Il secondo luogo in cui viene considerato da Ratzinger il nostro argomento è la seconda sezione dell’abilitazione, “Die Geschichtstheologie des heiligen Bonaventura”, (La teologia della storia in san Bonaventura), interamente dedicata al problema della teologia della storia di Bonaventura come frammento costitutivo della teologia della rivelazione. Alla fine di tale sezione, Ratzinger presenta la sua opinione sull’atteggiamento di Bonaventura nei confronti della filosofia, entrando explicite nel lungo e complicato dibattuto sull’argomento. Dopo aver riassunto e rifiutato le posizioni principali di Gilson, van Steenberghen, Robert e Venthey, Ratzinger abbozza il suo pensiero personale, che rappresenta la Gestalt finale della sua comprensione dell’atteggiamento di Bonaventura nei confronti della filosofia e della metafisica. Ratzinger non crede all’antiaristotelismo radicale di Bonaventura.11 Sostiene che ciò che cambiò nel suo atteggiamento intellettuale fu la scoperta del valore relativo di tutti gli approcci scolastici, filosofici e sistematico-teologici. Bonaventura non rigetta la filosofia né il metodo scolastico, “non rinuncia alla sua ricerca della correttezza”.12 Tale affermazione andrebbe vista come il frutto dello studio di Bonaventura da parte di Ratzinger: la realtà ultima della storia non è la speculazione metafisica, ma l’incontro reale con Cristo, il centro reale di tutto. In tal senso, la storia di Cristo è l’eruzione decisiva della dimensione escatologica:13 “poiché il ritorno del Primum degli esseri, richiesto dalla sua stessa natura, ha inizio davvero solo nell’atto storico-salvifico di Gesù Cristo”.14

In questa prospettiva risulta chiaro che il punto di partenza della soluzione di Ratzinger alla questione del rapporto tra ontologia, storia e teologia è cristologico. Essere creato e conoscenza umana (sia la filosofia sia la teologia) trovano in Cristo il proprio medium reducens storico.

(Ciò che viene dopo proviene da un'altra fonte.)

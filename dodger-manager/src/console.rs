//! Line-based prompting over any reader/writer pair.
use colored::Colorize;
use std::fmt::Display;
use std::io::{self, BufRead, Write};
use std::str::FromStr;

use crate::render;

/// Outcome of a single prompt.
#[derive(Debug, Clone, PartialEq)]
pub enum Answer<T> {
    Value(T),
    /// Empty line.
    Blank,
    /// Text that did not parse.
    Invalid(String),
    /// Input stream ended.
    Closed,
}

/// Outcome of an optional edit prompt.
#[derive(Debug, Clone, PartialEq)]
pub enum Edit<T> {
    /// Blank line; the current value stays.
    Keep,
    Set(T),
    /// Rejected input (already reported) or end of input.
    Abort,
}

impl<T> Edit<T> {
    /// `None` when the edit was aborted, otherwise the optional new value.
    pub fn accepted(self) -> Option<Option<T>> {
        match self {
            Self::Keep => Some(None),
            Self::Set(value) => Some(Some(value)),
            Self::Abort => None,
        }
    }
}

pub struct Console<R, W> {
    input: R,
    output: W,
    closed: bool,
}

impl<R: BufRead, W: Write> Console<R, W> {
    pub const fn new(input: R, output: W) -> Self {
        Self {
            input,
            output,
            closed: false,
        }
    }

    pub fn out(&mut self) -> &mut W {
        &mut self.output
    }

    pub fn into_output(self) -> W {
        self.output
    }

    /// True once the input stream has reached end of file.
    pub const fn is_closed(&self) -> bool {
        self.closed
    }

    /// Print `prompt` and read one trimmed line; `None` at end of input.
    pub fn read_line(&mut self, prompt: &str) -> io::Result<Option<String>> {
        if self.closed {
            return Ok(None);
        }
        write!(self.output, "{prompt}")?;
        self.output.flush()?;
        let mut line = String::new();
        if self.input.read_line(&mut line)? == 0 {
            self.closed = true;
            writeln!(self.output)?;
            return Ok(None);
        }
        Ok(Some(line.trim().to_string()))
    }

    pub fn ask_with<T>(
        &mut self,
        prompt: &str,
        parse: impl Fn(&str) -> Option<T>,
    ) -> io::Result<Answer<T>> {
        Ok(match self.read_line(prompt)? {
            None => Answer::Closed,
            Some(line) if line.is_empty() => Answer::Blank,
            Some(line) => parse(&line).map_or(Answer::Invalid(line), Answer::Value),
        })
    }

    pub fn ask<T: FromStr>(&mut self, prompt: &str) -> io::Result<Answer<T>> {
        self.ask_with(prompt, |s| s.parse().ok())
    }

    /// Prompt for a value that must be present and valid; failures are
    /// reported inline and yield `None`.
    pub fn require<T: FromStr>(&mut self, prompt: &str, what: &str) -> io::Result<Option<T>> {
        let answer = self.ask(prompt)?;
        self.required(answer, what)
    }

    /// Like [`Self::require`] with a custom parser.
    pub fn require_with<T>(
        &mut self,
        prompt: &str,
        what: &str,
        parse: impl Fn(&str) -> Option<T>,
    ) -> io::Result<Option<T>> {
        let answer = self.ask_with(prompt, parse)?;
        self.required(answer, what)
    }

    fn required<T>(&mut self, answer: Answer<T>, what: &str) -> io::Result<Option<T>> {
        match answer {
            Answer::Value(value) => Ok(Some(value)),
            Answer::Blank => {
                self.error(&format!("{what} is required."))?;
                Ok(None)
            }
            Answer::Invalid(text) => {
                self.error(&format!("Invalid {what}: '{text}'."))?;
                Ok(None)
            }
            Answer::Closed => Ok(None),
        }
    }

    /// Prompt for an optional change: blank keeps the current value.
    pub fn change<T: FromStr>(&mut self, prompt: &str, what: &str) -> io::Result<Edit<T>> {
        let answer = self.ask(prompt)?;
        self.changed(answer, what)
    }

    pub fn change_with<T>(
        &mut self,
        prompt: &str,
        what: &str,
        parse: impl Fn(&str) -> Option<T>,
    ) -> io::Result<Edit<T>> {
        let answer = self.ask_with(prompt, parse)?;
        self.changed(answer, what)
    }

    fn changed<T>(&mut self, answer: Answer<T>, what: &str) -> io::Result<Edit<T>> {
        match answer {
            Answer::Value(value) => Ok(Edit::Set(value)),
            Answer::Blank => Ok(Edit::Keep),
            Answer::Invalid(text) => {
                self.error(&format!("Invalid {what}: '{text}'."))?;
                Ok(Edit::Abort)
            }
            Answer::Closed => Ok(Edit::Abort),
        }
    }

    /// Yes/no confirmation; anything but `y`/`yes` is a no.
    pub fn confirm(&mut self, prompt: &str) -> io::Result<bool> {
        Ok(self
            .read_line(&format!("{prompt} (y/n): "))?
            .is_some_and(|line| parse_yes_no(&line) == Some(true)))
    }

    pub fn line(&mut self, text: impl Display) -> io::Result<()> {
        writeln!(self.output, "{text}")
    }

    pub fn success(&mut self, text: &str) -> io::Result<()> {
        writeln!(self.output, "{}", format!("✓ {text}").green())
    }

    pub fn error(&mut self, text: &str) -> io::Result<()> {
        writeln!(self.output, "{}", format!("✗ {text}").red())
    }

    pub fn title(&mut self, text: &str) -> io::Result<()> {
        render::heading(&mut self.output, text)
    }
}

/// `y`/`yes` and `n`/`no`, any case.
pub fn parse_yes_no(text: &str) -> Option<bool> {
    match text.trim().to_ascii_lowercase().as_str() {
        "y" | "yes" => Some(true),
        "n" | "no" => Some(false),
        _ => None,
    }
}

I segreti della storia e dell’essere possono essere illuminati soltanto nella sua prospettiva. Ciò è quanto Ratzinger ha imparato da Bonaventura.

La crisi del Sessantotto e la ricerca dell’essenza del cristianesimo

Uno dei luoghi privilegiati per indagare sulla comprensione di Ratzinger dell’ontologia, della storia e del pensiero ontologico e storico è, senza dubbio, la sua famosa Introduzione, pubblicata per la prima volta nel 1968 e accompagnata da due saggi raccolti in seguito nei Principi di teologia cattolica. Le lezioni raccolte in questo volume sono la risposta diretta di Ratzinger al tumulto della Rivoluzione culturale liberale, che ha lasciato il segno nell’universo delle scienze, teologia inclusa. Nella prospettiva dell’invenzione di una nuova ermeneutica teologica segnata da versioni popolari del marxismo recentemente riscoperto, Ratzinger fa un tentativo di far capire ai suoi studenti che abbiamo ancora bisogno di tornare alle fonti di pensiero e di interpretazione della tradizione cristiana, se vogliamo conoscere la verità circa la visione cristiana del mondo. La diagnosi fondamentale presentata nel libro è molto semplice: per comprendere propriamente il significato reale del cristianesimo, bisogna ritornare al suo costituirsi come fede. Il cristianesimo, secondo Ratzinger, è fede. A costituire la sua essenza è credere o lasciarsi guidare da una più ampia prospettiva storica e tradizionale di Credo cristiano. Il Symbolon esprime la struttura della fede15 ed è uno dei punti di riferimento più importanti per chiunque voglia immergersi nel profondo oceano della vita e del significato cristiani.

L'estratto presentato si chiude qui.